START EXERCISE MATERIALS

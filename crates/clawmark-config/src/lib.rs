//! Configuration document for ClawMark sites.
//!
//! This crate provides the typed view of a `config.yaml` file shared by the
//! site builder and the preview image generator, and the loader that reads it.

pub mod document;
pub mod loader;

pub use document::{SiteDocument, SiteSection, DEFAULT_THEME};
pub use loader::{load_config, parse_config, ConfigError};
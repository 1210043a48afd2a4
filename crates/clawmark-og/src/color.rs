//! Hex colour parsing and gradient interpolation.

/// An RGB triple.
pub type Rgb8 = [u8; 3];

/// Parse `#rrggbb` or `#rgb` (leading `#` optional).
pub fn parse_hex_color(value: &str) -> Option<Rgb8> {
    let hex = value.trim().trim_start_matches('#');
    if !hex.chars().all(|c| c.is_ascii_hexdigit()) {
        return None;
    }

    match hex.len() {
        6 => {
            let channel = |i: usize| u8::from_str_radix(&hex[i..i + 2], 16).ok();
            Some([channel(0)?, channel(2)?, channel(4)?])
        }
        3 => {
            let channel = |i: usize| u8::from_str_radix(&hex[i..i + 1], 16).ok().map(|v| v * 17);
            Some([channel(0)?, channel(1)?, channel(2)?])
        }
        _ => None,
    }
}

/// `start + (end - start) * row / height`, truncated toward zero.
pub fn interpolate_channel(start: u8, end: u8, row: u32, height: u32) -> u8 {
    if height == 0 {
        return start;
    }
    let start = f64::from(start);
    let value = start + (f64::from(end) - start) * f64::from(row) / f64::from(height);
    value as u8
}

/// Colour of gradient row `row` out of `height`, top to bottom.
pub fn gradient_color(start: Rgb8, end: Rgb8, row: u32, height: u32) -> Rgb8 {
    [
        interpolate_channel(start[0], end[0], row, height),
        interpolate_channel(start[1], end[1], row, height),
        interpolate_channel(start[2], end[2], row, height),
    ]
}
//! Template engine for rendering the link page.

use std::path::{Path, PathBuf};

use minijinja::{path_loader, AutoEscape, Environment, Template};
use serde::Serialize;
use serde_yaml::{Mapping, Value};

use clawmark_config::SiteDocument;

use crate::theme::Theme;

/// Name of the page template every theme must provide (directly or via the shared directory).
pub const PAGE_TEMPLATE: &str = "index.html";

/// Context bound to the page template.
#[derive(Debug, Clone, Serialize)]
pub struct RenderContext {
    pub site: clawmark_config::SiteSection,
    pub profile: Mapping,
    pub links: Vec<Value>,
    pub social: Mapping,
    pub advanced: Mapping,
    /// Contents of the theme's `theme.yaml`
    pub theme: Mapping,
    /// Build timestamp, informational only
    pub generated_at: String,
}

impl RenderContext {
    /// Assemble the context from a document and theme metadata.
    pub fn new(doc: &SiteDocument, theme: Mapping, generated_at: String) -> Self {
        Self {
            site: doc.site.clone(),
            profile: doc.profile.clone(),
            links: doc.links.clone(),
            social: doc.social.clone(),
            advanced: doc.advanced.clone(),
            theme,
            generated_at,
        }
    }
}

/// Template environment over an ordered list of directories.
pub struct TemplateSet {
    env: Environment<'static>,
    search_path: Vec<PathBuf>,
}

impl TemplateSet {
    /// Create a template set that looks up templates in `search_path`, first match wins.
    ///
    /// Output is HTML-escaped for every template regardless of its extension.
    pub fn new(search_path: Vec<PathBuf>) -> Self {
        let mut env = Environment::new();
        env.set_auto_escape_callback(|_| AutoEscape::Html);

        let loaders: Vec<_> = search_path.iter().cloned().map(path_loader).collect();
        env.set_loader(move |name| {
            for load in &loaders {
                if let Some(source) = load(name)? {
                    return Ok(Some(source));
                }
            }
            Ok(None)
        });

        Self { env, search_path }
    }

    /// Theme templates first, then the shared directory.
    pub fn for_theme(theme: &Theme, shared_dir: &Path) -> Self {
        if !shared_dir.is_dir() {
            tracing::warn!(
                "Shared templates directory not found: {}",
                shared_dir.display()
            );
        }

        let mut search_path = Vec::with_capacity(2);
        if let Some(dir) = theme.templates_dir() {
            tracing::debug!("Using theme templates from {}", dir.display());
            search_path.push(dir);
        }
        search_path.push(shared_dir.to_path_buf());

        Self::new(search_path)
    }

    /// Directories searched, in order.
    pub fn search_path(&self) -> &[PathBuf] {
        &self.search_path
    }

    /// Look up a template by name.
    pub fn page(&self, name: &str) -> Result<Template<'_, '_>, minijinja::Error> {
        self.env.get_template(name)
    }

    /// Render a template with the given context.
    pub fn render_page(
        &self,
        name: &str,
        context: &RenderContext,
    ) -> Result<String, minijinja::Error> {
        self.page(name)?.render(context)
    }
}
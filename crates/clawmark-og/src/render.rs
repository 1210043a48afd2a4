//! Drawing the preview card.
//!
//! The layout is fixed and designed for 1200x630. Custom sizes keep the same
//! absolute offsets; only horizontal centering follows the canvas width.

use image::{Rgb, RgbImage};
use imageproc::drawing::{
    draw_filled_circle_mut, draw_filled_ellipse_mut, draw_filled_rect_mut, draw_line_segment_mut,
};
use imageproc::rect::Rect;

use crate::color::gradient_color;
use crate::config::OgConfig;
use crate::fonts::{Face, FontSet, TextRole};
use crate::generator::OgError;

const TITLE_Y: i32 = 180;
const SUBTITLE_Y: i32 = 260;
const DESCRIPTION_Y: i32 = 320;

const ACCENT_RADIUS: i32 = 50;
const ACCENT_INSET: i32 = 100;

const BUTTON_WIDTH: u32 = 300;
const BUTTON_HEIGHT: u32 = 60;
const BUTTON_RADIUS: u32 = 30;
const BUTTON_Y: i32 = 400;
const CTA_OFFSET_Y: i32 = 16;

const FLOURISH_X: i32 = 200;
const FLOURISH_COUNT: i32 = 3;
const FLOURISH_THICKNESS: i32 = 4;

/// Draw the preview card described by `config`.
pub fn render_og_image(config: &OgConfig, fonts: &FontSet) -> Result<RgbImage, OgError> {
    let colors = config.validate()?;
    let (width, height) = (config.width, config.height);
    let (w, h) = (width as i32, height as i32);

    let mut canvas = RgbImage::new(width, height);
    paint_gradient(&mut canvas, colors.bg_start, colors.bg_end);

    draw_filled_ellipse_mut(
        &mut canvas,
        (ACCENT_INSET, ACCENT_INSET),
        ACCENT_RADIUS,
        ACCENT_RADIUS,
        Rgb(colors.accent1),
    );
    draw_filled_ellipse_mut(
        &mut canvas,
        (w - ACCENT_INSET, h - ACCENT_INSET),
        ACCENT_RADIUS,
        ACCENT_RADIUS,
        Rgb(colors.accent2),
    );

    let title_face = fonts.face(TextRole::Title);
    draw_centered(&mut canvas, &title_face, Rgb(colors.text), TITLE_Y, &config.title);

    if !config.subtitle.is_empty() {
        let face = fonts.face(TextRole::Subtitle);
        draw_centered(&mut canvas, &face, Rgb(colors.subtitle), SUBTITLE_Y, &config.subtitle);
    }

    if !config.description.is_empty() {
        let face = fonts.face(TextRole::Description);
        draw_centered(
            &mut canvas,
            &face,
            Rgb(colors.description),
            DESCRIPTION_Y,
            &config.description,
        );
    }

    let button_x = (w - BUTTON_WIDTH as i32).div_euclid(2);
    let button = Rect::at(button_x, BUTTON_Y).of_size(BUTTON_WIDTH, BUTTON_HEIGHT);
    draw_rounded_rect_mut(&mut canvas, button, BUTTON_RADIUS, Rgb(colors.button));

    let cta_face = fonts.face(TextRole::Cta);
    draw_centered(
        &mut canvas,
        &cta_face,
        Rgb(colors.text),
        BUTTON_Y + CTA_OFFSET_Y,
        &config.cta,
    );

    for i in 0..FLOURISH_COUNT {
        let y = 50 + i * 30;
        draw_thick_line(
            &mut canvas,
            (w - FLOURISH_X, y),
            (w - FLOURISH_X + 40, y + 30),
            FLOURISH_THICKNESS,
            Rgb(colors.accent2),
        );
    }

    Ok(canvas)
}

/// Fill the canvas with a top-to-bottom linear gradient.
pub fn paint_gradient(canvas: &mut RgbImage, start: [u8; 3], end: [u8; 3]) {
    let height = canvas.height();
    for (y, row) in canvas.enumerate_rows_mut() {
        let color = Rgb(gradient_color(start, end, y, height));
        for (_, _, pixel) in row {
            *pixel = color;
        }
    }
}

fn draw_centered(canvas: &mut RgbImage, face: &Face<'_>, color: Rgb<u8>, y: i32, text: &str) {
    let text_width = face.text_width(text) as i32;
    let x = (canvas.width() as i32 - text_width).div_euclid(2);
    face.draw(canvas, color, x, y, text);
}

/// Filled rectangle with circular corners of `radius`.
pub fn draw_rounded_rect_mut(canvas: &mut RgbImage, rect: Rect, radius: u32, color: Rgb<u8>) {
    let radius = radius.min(rect.width() / 2).min(rect.height() / 2);
    let r = radius as i32;

    if rect.width() > 2 * radius {
        let body = Rect::at(rect.left() + r, rect.top())
            .of_size(rect.width() - 2 * radius, rect.height());
        draw_filled_rect_mut(canvas, body, color);
    }
    if rect.height() > 2 * radius {
        let body = Rect::at(rect.left(), rect.top() + r)
            .of_size(rect.width(), rect.height() - 2 * radius);
        draw_filled_rect_mut(canvas, body, color);
    }

    let corners = [
        (rect.left() + r, rect.top() + r),
        (rect.right() - r, rect.top() + r),
        (rect.left() + r, rect.bottom() - r),
        (rect.right() - r, rect.bottom() - r),
    ];
    for center in corners {
        draw_filled_circle_mut(canvas, center, r, color);
    }
}

/// Line segment `thickness` pixels wide, widened horizontally.
fn draw_thick_line(
    canvas: &mut RgbImage,
    start: (i32, i32),
    end: (i32, i32),
    thickness: i32,
    color: Rgb<u8>,
) {
    for offset in 0..thickness {
        let dx = (offset - thickness / 2) as f32;
        draw_line_segment_mut(
            canvas,
            (start.0 as f32 + dx, start.1 as f32),
            (end.0 as f32 + dx, end.1 as f32),
            color,
        );
    }
}
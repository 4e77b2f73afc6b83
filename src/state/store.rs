//! Shared state store: global lock, per-cabin locks, wake signal.
//!
//! [`StateStore`] is the single ownership unit for everything the runtime
//! shares: the system-wide record ([`Shared`]: sticky alarm flags, the
//! running flag, the embedded task table) behind one mutex, one mutex per
//! cabin, and the [`Notify`] used as the broadcast wake signal.
//!
//! ## Wake protocol
//! ```text
//! waiter (runner):                        broadcaster (handler/shutdown):
//!   lock shared                             mutate shared, unlock
//!   condition met? ── yes ─► service        wake_all()  (notify_waiters)
//!        │ no
//!   arm notified() while locked
//!   unlock, await
//!   woken ─► loop (re-check condition)
//! ```
//! Arming while the lock is held makes release-and-wait atomic with respect
//! to broadcasts: a `wake_all()` issued after the waiter observed a false
//! condition is guaranteed to release it. Waiters always re-check their
//! condition after waking, which also absorbs spurious wakes.
//!
//! ## Lock discipline
//! No call path holds the global lock and a cabin lock at the same time.

use std::sync::{Arc, Mutex, MutexGuard, PoisonError};

use tokio::sync::Notify;

use crate::config::Config;
use crate::registry::{TaskId, TaskTable};
use crate::state::cabin::{Cabin, CabinId};
use crate::state::snapshot::{CabinSnapshot, SystemSnapshot};

/// Names one of the three sticky alarm flags.
///
/// Sticky: set by an event handler, never cleared automatically.
#[derive(Debug, Clone, Copy, PartialEq, Eq)]
pub enum AlarmFlag {
    Fire,
    Emergency,
    PowerLow,
}

/// The system-wide record protected by the global lock.
pub struct Shared {
    /// Cleared exactly once, during shutdown. Never reset.
    pub system_running: bool,
    /// Sticky: low-power condition reported.
    pub power_low: bool,
    /// Sticky: passenger emergency or chain pull reported.
    pub emergency_active: bool,
    /// Sticky: fire alert reported.
    pub fire_active: bool,
    /// Task descriptor table, embedded under the same lock.
    pub tasks: TaskTable,
}

impl Shared {
    /// Reads one sticky alarm flag.
    pub fn alarm(&self, flag: AlarmFlag) -> bool {
        match flag {
            AlarmFlag::Fire => self.fire_active,
            AlarmFlag::Emergency => self.emergency_active,
            AlarmFlag::PowerLow => self.power_low,
        }
    }

    /// Sets one sticky alarm flag.
    pub fn raise(&mut self, flag: AlarmFlag) {
        match flag {
            AlarmFlag::Fire => self.fire_active = true,
            AlarmFlag::Emergency => self.emergency_active = true,
            AlarmFlag::PowerLow => self.power_low = true,
        }
    }
}

/// Shared handle over all mutable runtime state.
///
/// Created once at startup, shared via `Arc`, torn down with the process.
/// Cabins are created here and never added or removed afterwards.
pub struct StateStore {
    shared: Mutex<Shared>,
    cabins: Vec<Mutex<Cabin>>,
    wake: Notify,
}

impl StateStore {
    /// Builds the store: `cfg.cabin_count` cabins at the default
    /// temperature, an empty task table, all flags clear, system running.
    pub fn new(cfg: &Config) -> Arc<Self> {
        let cabins = (0..cfg.cabin_count)
            .map(|id| Mutex::new(Cabin::new(id, cfg.default_temperature)))
            .collect();
        Arc::new(Self {
            shared: Mutex::new(Shared {
                system_running: true,
                power_low: false,
                emergency_active: false,
                fire_active: false,
                tasks: TaskTable::new(cfg.task_capacity),
            }),
            cabins,
            wake: Notify::new(),
        })
    }

    /// Acquires the global lock.
    ///
    /// Poisoning is absorbed: a panicked holder cannot leave the record in a
    /// torn state (every mutation is a plain field write), so the inner
    /// value is recovered and the system keeps running.
    pub fn shared(&self) -> MutexGuard<'_, Shared> {
        self.shared.lock().unwrap_or_else(PoisonError::into_inner)
    }

    /// Number of cabins. Fixed for the process lifetime.
    pub fn cabin_count(&self) -> usize {
        self.cabins.len()
    }

    /// All cabin cells, for iteration without holding the global lock.
    pub fn cabins(&self) -> &[Mutex<Cabin>] {
        &self.cabins
    }

    /// Runs `f` under the lock of cabin `id`.
    ///
    /// Returns `None` for an out-of-range index (silently absorbed, per the
    /// command protocol).
    pub fn with_cabin<R>(&self, id: CabinId, f: impl FnOnce(&mut Cabin) -> R) -> Option<R> {
        let cell = self.cabins.get(id)?;
        let mut cabin = cell.lock().unwrap_or_else(PoisonError::into_inner);
        Some(f(&mut cabin))
    }

    /// The wake signal, for waiters that need to arm interest under the
    /// global lock before releasing it.
    pub fn wake_signal(&self) -> &Notify {
        &self.wake
    }

    /// Broadcasts the wake signal: releases every currently-armed waiter.
    pub fn wake_all(&self) {
        self.wake.notify_waiters();
    }

    /// Reads `system_running` under the global lock.
    pub fn is_running(&self) -> bool {
        self.shared().system_running
    }

    /// Records a completed service cycle for `id` under the global lock.
    /// Out-of-range ids are ignored.
    pub fn record_completion(&self, id: TaskId) {
        self.shared().tasks.record_completion(id);
    }

    /// Takes a read-only snapshot for presentation.
    ///
    /// The global lock is taken and released before any cabin lock.
    pub fn snapshot(&self) -> SystemSnapshot {
        let (system_running, power_low, emergency_active, fire_active, tasks) = {
            let shared = self.shared();
            (
                shared.system_running,
                shared.power_low,
                shared.emergency_active,
                shared.fire_active,
                shared.tasks.snapshot(),
            )
        };
        let cabins = self
            .cabins
            .iter()
            .map(|cell| {
                let cabin = cell.lock().unwrap_or_else(PoisonError::into_inner);
                CabinSnapshot {
                    id: cabin.id(),
                    light_on: cabin.light_on(),
                    temperature: cabin.temperature(),
                    state: cabin.state(),
                }
            })
            .collect();
        SystemSnapshot {
            system_running,
            power_low,
            emergency_active,
            fire_active,
            tasks,
            cabins,
        }
    }
}

#[cfg(test)]
mod tests {
    use super::*;
    use crate::state::CabinState;

    fn store() -> Arc<StateStore> {
        StateStore::new(&Config::default())
    }

    #[test]
    fn test_new_store_defaults() {
        let store = store();
        assert_eq!(store.cabin_count(), 10);
        assert!(store.is_running());
        let snap = store.snapshot();
        assert!(!snap.power_low && !snap.emergency_active && !snap.fire_active);
        assert!(snap.cabins.iter().all(|c| c.temperature == 24));
        assert!(snap.cabins.iter().all(|c| c.state == CabinState::Normal));
        assert!(snap.tasks.is_empty());
    }

    #[test]
    fn test_with_cabin_out_of_range_is_none() {
        let store = store();
        assert!(store.with_cabin(10, |c| c.id()).is_none());
        assert_eq!(store.with_cabin(9, |c| c.id()), Some(9));
    }

    #[test]
    fn test_raise_is_sticky() {
        let store = store();
        {
            let mut shared = store.shared();
            shared.raise(AlarmFlag::PowerLow);
        }
        assert!(store.shared().alarm(AlarmFlag::PowerLow));
        assert!(!store.shared().alarm(AlarmFlag::Fire));
    }
}
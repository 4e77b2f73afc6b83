//! Periodic duty routines: chain watch, power, temperature, lighting.

use std::time::Duration;

use async_trait::async_trait;
use tracing::{debug, info};

use crate::routines::{
    PRIORITY_CHAIN, PRIORITY_LIGHTING, PRIORITY_POWER, PRIORITY_TEMP, RunContext, Routine,
};
use crate::state::{AlarmFlag, CabinState};

const CHAIN_INTERVAL: Duration = Duration::from_secs(2);
const POWER_LOW_INTERVAL: Duration = Duration::from_secs(2);
const POWER_OK_INTERVAL: Duration = Duration::from_secs(3);
const TEMP_INTERVAL: Duration = Duration::from_secs(5);
const LIGHTING_INTERVAL: Duration = Duration::from_secs(3);

/// Polls the chain-pull path every two seconds.
///
/// The chain handler raises the emergency flag directly; this routine is
/// the periodic readiness check of the brake linkage.
pub struct ChainWatch;

#[async_trait]
impl Routine for ChainWatch {
    fn name(&self) -> &str {
        "chain-watch"
    }

    fn priority(&self) -> u8 {
        PRIORITY_CHAIN
    }

    fn watch(&self) -> Option<AlarmFlag> {
        None
    }

    async fn service(&self, _ctx: &RunContext) -> Duration {
        debug!("chain linkage checked");
        CHAIN_INTERVAL
    }
}

/// Manages the power budget.
///
/// Runs on a tighter cadence while the low-power flag is set (2s) than in
/// normal operation (3s).
pub struct PowerManager;

#[async_trait]
impl Routine for PowerManager {
    fn name(&self) -> &str {
        "power-manager"
    }

    fn priority(&self) -> u8 {
        PRIORITY_POWER
    }

    fn watch(&self) -> Option<AlarmFlag> {
        None
    }

    async fn service(&self, ctx: &RunContext) -> Duration {
        let low = ctx.store.shared().alarm(AlarmFlag::PowerLow);
        if low {
            let lit = ctx
                .store
                .snapshot()
                .cabins
                .iter()
                .filter(|c| c.light_on)
                .count();
            info!(lights_on = lit, "managing low power state");
            POWER_LOW_INTERVAL
        } else {
            debug!("power budget nominal");
            POWER_OK_INTERVAL
        }
    }
}

/// Regulates temperature in cabins with an adjustment in progress.
///
/// Visits every cabin once per cycle but acts only on cabins currently in
/// `TempAdjust`; each visit is bounded and takes only that cabin's lock.
pub struct TempRegulator;

#[async_trait]
impl Routine for TempRegulator {
    fn name(&self) -> &str {
        "temp-regulator"
    }

    fn priority(&self) -> u8 {
        PRIORITY_TEMP
    }

    fn watch(&self) -> Option<AlarmFlag> {
        None
    }

    async fn service(&self, ctx: &RunContext) -> Duration {
        for cell in ctx.store.cabins() {
            let adjusting = {
                let cabin = cell.lock().unwrap_or_else(std::sync::PoisonError::into_inner);
                (cabin.state() == CabinState::TempAdjust).then(|| (cabin.id(), cabin.temperature()))
            };
            if let Some((id, target)) = adjusting {
                debug!(cabin = id, target, "regulating temperature");
            }
        }
        TEMP_INTERVAL
    }
}

/// Sweeps lighting state across the coach.
pub struct LightingSweep;

#[async_trait]
impl Routine for LightingSweep {
    fn name(&self) -> &str {
        "lighting-sweep"
    }

    fn priority(&self) -> u8 {
        PRIORITY_LIGHTING
    }

    fn watch(&self) -> Option<AlarmFlag> {
        None
    }

    async fn service(&self, ctx: &RunContext) -> Duration {
        let lit = ctx
            .store
            .snapshot()
            .cabins
            .iter()
            .filter(|c| c.light_on)
            .count();
        debug!(lights_on = lit, "lighting state swept");
        LIGHTING_INTERVAL
    }
}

END EXERCISE MATERIALS

**ASSIGNED TASK:** Gather all lines with the string "bool" from the data.

**THE ANSWER:**
    pub system_running: bool,
    pub power_low: bool,
    pub emergency_active: bool,
    pub fire_active: bool,
    pub fn alarm(&self, flag: AlarmFlag) -> bool {
    pub fn is_running(&self) -> bool {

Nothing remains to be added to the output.